(Stored data)
//! Known-platform detection and oEmbed endpoints.
//!
//! Video platforms are a fixed set whose oEmbed response is considered
//! sufficient on its own; rich-embed platforms still get an HTML pass for
//! the remaining metadata fields.

/// How much the platform's oEmbed response covers.
#[derive(Debug, Clone, Copy, PartialEq, Eq)]
pub enum PlatformKind {
    /// oEmbed success makes the HTML fetch unnecessary
    Video,
    /// oEmbed enriches, HTML is still fetched
    Rich,
}

/// A platform with a known oEmbed endpoint.
#[derive(Debug)]
pub struct Platform {
    pub name: &'static str,
    pub kind: PlatformKind,
    hosts: &'static [&'static str],
    oembed_endpoint: &'static str,
}

/// Fixed platform table, video platforms first.
pub const PLATFORMS: &[Platform] = &[
    Platform {
        name: "youtube",
        kind: PlatformKind::Video,
        hosts: &["youtube.com", "youtu.be"],
        oembed_endpoint: "https://www.youtube.com/oembed?format=json&url=",
    },
    Platform {
        name: "vimeo",
        kind: PlatformKind::Video,
        hosts: &["vimeo.com"],
        oembed_endpoint: "https://vimeo.com/api/oembed.json?url=",
    },
    Platform {
        name: "dailymotion",
        kind: PlatformKind::Video,
        hosts: &["dailymotion.com"],
        oembed_endpoint: "https://www.dailymotion.com/services/oembed?format=json&url=",
    },
    Platform {
        name: "tiktok",
        kind: PlatformKind::Video,
        hosts: &["tiktok.com"],
        oembed_endpoint: "https://www.tiktok.com/oembed?url=",
    },
    Platform {
        name: "twitter",
        kind: PlatformKind::Rich,
        hosts: &["twitter.com", "x.com"],
        oembed_endpoint: "https://publish.twitter.com/oembed?url=",
    },
    Platform {
        name: "reddit",
        kind: PlatformKind::Rich,
        hosts: &["reddit.com"],
        oembed_endpoint: "https://www.reddit.com/oembed?url=",
    },
    Platform {
        name: "spotify",
        kind: PlatformKind::Rich,
        hosts: &["open.spotify.com", "spotify.com"],
        oembed_endpoint: "https://open.spotify.com/oembed?url=",
    },
    Platform {
        name: "soundcloud",
        kind: PlatformKind::Rich,
        hosts: &["soundcloud.com"],
        oembed_endpoint: "https://soundcloud.com/oembed?format=json&url=",
    },
    Platform {
        name: "flickr",
        kind: PlatformKind::Rich,
        hosts: &["flickr.com"],
        oembed_endpoint: "https://www.flickr.com/services/oembed?format=json&url=",
    },
    Platform {
        name: "codepen",
        kind: PlatformKind::Rich,
        hosts: &["codepen.io"],
        oembed_endpoint: "https://codepen.io/api/oembed?format=json&url=",
    },
];

impl Platform {
    pub fn is_video(&self) -> bool {
        self.kind == PlatformKind::Video
    }

    /// Full oEmbed lookup URL for a target page.
    pub fn oembed_url(&self, target: &str) -> String {
        let encoded: String = url::form_urlencoded::byte_serialize(target.as_bytes()).collect();
        format!("{}{}", self.oembed_endpoint, encoded)
    }
}

/// Detect a known platform from the URL's hostname.
pub fn detect(url: &str) -> Option<&'static Platform> {
    let parsed = url::Url::parse(url).ok()?;
    let host = parsed.host_str()?.to_ascii_lowercase();

    PLATFORMS
        .iter()
        .find(|p| p.hosts.iter().any(|h| host_matches(&host, h)))
}

fn host_matches(host: &str, platform_host: &str) -> bool {
    host == platform_host || host.ends_with(&format!(".{}", platform_host))
}

/// Derive the stable video ID from a YouTube URL, across the URL shapes
/// YouTube serves (`watch?v=`, `youtu.be/`, `/embed/`, `/shorts/`).
pub fn youtube_video_id(url: &str) -> Option<String> {
    let parsed = url::Url::parse(url).ok()?;
    let host = parsed.host_str()?.to_ascii_lowercase();

    let id = if host.contains("youtu.be") {
        parsed.path_segments()?.next().map(|s| s.to_string())
    } else if host.contains("youtube.com") {
        let path = parsed.path();
        if path == "/watch" {
            parsed
                .query_pairs()
                .find(|(k, _)| k == "v")
                .map(|(_, v)| v.into_owned())
        } else if let Some(rest) = path.strip_prefix("/embed/") {
            Some(rest.to_string())
        } else if let Some(rest) = path.strip_prefix("/shorts/") {
            Some(rest.to_string())
        } else {
            None
        }
    } else {
        None
    };

    id.filter(|v| !v.is_empty())
}

/// Upgrade a thumbnail to its highest-resolution variant when the
/// platform exposes one addressable by a stable ID.
pub fn upgrade_thumbnail(platform: &Platform, page_url: &str, thumbnail: &str) -> String {
    if platform.name == "youtube" {
        if let Some(id) = youtube_video_id(page_url) {
            return format!("https://i.ytimg.com/vi/{}/maxresdefault.jpg", id);
        }
    }
    thumbnail.to_string()
}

# Task brief:
Write out each line above that contains the word "Debug".

# Answer section:
#[derive(Debug, Clone, Copy, PartialEq, Eq)]
#[derive(Debug)]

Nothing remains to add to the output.